▶ [EXERCISE DETAILS] For the data below, tally how many lines contain "Formatter" and answer only with that tally.

++++++++++

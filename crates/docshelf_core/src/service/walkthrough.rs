//! Fixed product-catalog walkthrough.
//!
//! # Responsibility
//! - Run the clear / insert / fetch / push / pull / query sequence against a
//!   repository, printing human-readable state after each step.
//! - Return the observed results so callers and tests can assert on them.
//!
//! # Invariants
//! - Steps run strictly in order; the first failure aborts the sequence.
//! - Output goes only to the provided writer.

use crate::model::document::{Document, DocumentId, StoredDocument};
use crate::repo::document_repo::DocumentRepository;
use crate::repo::error::RepoError;
use crate::store::DocumentStore;
use log::info;
use serde_json::json;
use std::error::Error;
use std::fmt::{Display, Formatter};
use std::io::{self, Write};

/// Business key of the document the walkthrough manipulates.
pub const DEMO_SKU: &str = "PRD-400";
pub const PUSHED_FEATURE: &str = "Voice Assistant";
pub const PULLED_FEATURE: &str = "Portable";
pub const REQUIRED_FEATURES: [&str; 2] = ["Waterproof", "Long Battery"];
pub const NESTED_PATH: &str = "connectors.version";
pub const NESTED_VALUE: &str = "Type-C";

const RULE_WIDTH: usize = 60;

pub type WalkthroughResult<T> = Result<T, WalkthroughError>;

#[derive(Debug)]
pub enum WalkthroughError {
    Repo(RepoError),
    Output(io::Error),
}

impl Display for WalkthroughError {
    fn fmt(&self, f: &mut Formatter<'_>) -> std::fmt::Result {
        match self {
            Self::Repo(err) => write!(f, "{err}"),
            Self::Output(err) => write!(f, "failed to write walkthrough output: {err}"),
        }
    }
}

impl Error for WalkthroughError {
    fn source(&self) -> Option<&(dyn Error + 'static)> {
        match self {
            Self::Repo(err) => Some(err),
            Self::Output(err) => Some(err),
        }
    }
}

impl From<RepoError> for WalkthroughError {
    fn from(value: RepoError) -> Self {
        Self::Repo(value)
    }
}

impl From<io::Error> for WalkthroughError {
    fn from(value: io::Error) -> Self {
        Self::Output(value)
    }
}

/// What the walkthrough observed.
#[derive(Debug, Clone, PartialEq)]
pub struct WalkthroughReport {
    pub cleared: u64,
    pub inserted_id: DocumentId,
    pub push_modified: u64,
    pub pull_modified: u64,
    pub all_features_count: u64,
    pub nested_field_count: u64,
    pub final_document: Option<StoredDocument>,
}

/// The Bluetooth speaker inserted in step 1.
pub fn speaker_document() -> Document {
    let mut document = Document::new();
    document.insert("name", "Bluetooth Speaker");
    document.insert("sku", DEMO_SKU);
    document.insert("features", json!(["Waterproof", "Portable", "Long Battery"]));
    document.insert(
        "connectors",
        json!([
            { "type": "Aux", "version": "3.5mm" },
            { "type": "USB", "version": "Type-C" }
        ]),
    );
    document.insert("price", 49.99);
    document
}

/// Runs the walkthrough; `endpoint` is only used in the banner.
pub fn run_walkthrough<S, W>(
    repo: &DocumentRepository<S>,
    endpoint: &str,
    out: &mut W,
) -> WalkthroughResult<WalkthroughReport>
where
    S: DocumentStore,
    W: Write,
{
    info!(
        "event=walkthrough module=service status=start collection={}",
        repo.collection_name()
    );

    let cleared = repo.clear()?;
    writeln!(
        out,
        "--- Connected to {endpoint}. Collection '{}' cleared. ---",
        repo.collection_name()
    )?;
    write_rule(out)?;

    writeln!(out, "===== STEP 1: Insert a document with an array =====")?;
    let inserted_id = repo.insert(&speaker_document())?;
    writeln!(out, "Insertion successful. Document ID: {inserted_id}")?;
    display_target_document(repo, DEMO_SKU, out)?;

    writeln!(out, "===== STEP 2: Retrieve the document =====")?;
    match repo.find_by_sku(DEMO_SKU)? {
        Some(stored) => {
            writeln!(out, "Document retrieved successfully:")?;
            write_document(out, &stored)?;
        }
        None => writeln!(out, "Document not found.")?,
    }
    write_rule(out)?;

    writeln!(
        out,
        "===== STEP 3: Update the array (Add '{PUSHED_FEATURE}' using push) ====="
    )?;
    let push_modified = repo.push_feature(DEMO_SKU, PUSHED_FEATURE)?;
    writeln!(out, "Update successful. Documents modified: {push_modified}")?;
    display_target_document(repo, DEMO_SKU, out)?;

    writeln!(
        out,
        "===== STEP 4: Remove an element from the array (Remove '{PULLED_FEATURE}' using pull) ====="
    )?;
    let pull_modified = repo.pull_feature(DEMO_SKU, PULLED_FEATURE)?;
    writeln!(out, "Removal successful. Documents modified: {pull_modified}")?;
    let final_document = display_target_document(repo, DEMO_SKU, out)?;

    writeln!(out, "===== STEP 5: Query using array filters =====")?;
    writeln!(out)?;
    writeln!(
        out,
        "--- 5a: Query using all-of (Check for multiple features) ---"
    )?;
    let all_features_count = repo.count_by_all_features(REQUIRED_FEATURES)?;
    writeln!(
        out,
        "Found {all_features_count} document(s) matching the all-of query:"
    )?;
    for stored in repo.find_by_all_features(REQUIRED_FEATURES)? {
        write_document(out, &stored)?;
    }

    writeln!(out)?;
    writeln!(
        out,
        "--- 5b: Query on embedded array (Check for {NESTED_VALUE} connector) ---"
    )?;
    let nested_field_count = repo.count_by_nested_field(NESTED_PATH, NESTED_VALUE)?;
    writeln!(
        out,
        "Found {nested_field_count} document(s) matching the embedded query:"
    )?;
    for stored in repo.find_by_nested_field(NESTED_PATH, NESTED_VALUE)? {
        write_document(out, &stored)?;
    }

    info!(
        "event=walkthrough module=service status=ok collection={} push_modified={} pull_modified={}",
        repo.collection_name(),
        push_modified,
        pull_modified
    );

    Ok(WalkthroughReport {
        cleared,
        inserted_id,
        push_modified,
        pull_modified,
        all_features_count,
        nested_field_count,
        final_document,
    })
}

/// Prints the current state of the document with `sku` and returns it.
pub fn display_target_document<S, W>(
    repo: &DocumentRepository<S>,
    sku: &str,
    out: &mut W,
) -> WalkthroughResult<Option<StoredDocument>>
where
    S: DocumentStore,
    W: Write,
{
    let document = repo.find_by_sku(sku)?;
    writeln!(out)?;
    writeln!(out, "--- Current State of Document (SKU: {sku}) ---")?;
    match &document {
        Some(stored) => write_document(out, stored)?,
        None => writeln!(out, "Document not found.")?,
    }
    write_rule(out)?;
    Ok(document)
}

/// Pretty JSON rendering with `_id` first.
pub fn render_document(stored: &StoredDocument) -> String {
    // Value keys are always strings, so serialization cannot fail.
    serde_json::to_string_pretty(&stored.to_display_value()).unwrap_or_default()
}

fn write_document<W: Write>(out: &mut W, stored: &StoredDocument) -> io::Result<()> {
    writeln!(out, "{}", render_document(stored))
}

fn write_rule<W: Write>(out: &mut W) -> io::Result<()> {
    writeln!(out, "{}", "-".repeat(RULE_WIDTH))
}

++++++++++

▶ [WORKED SOLUTION] 2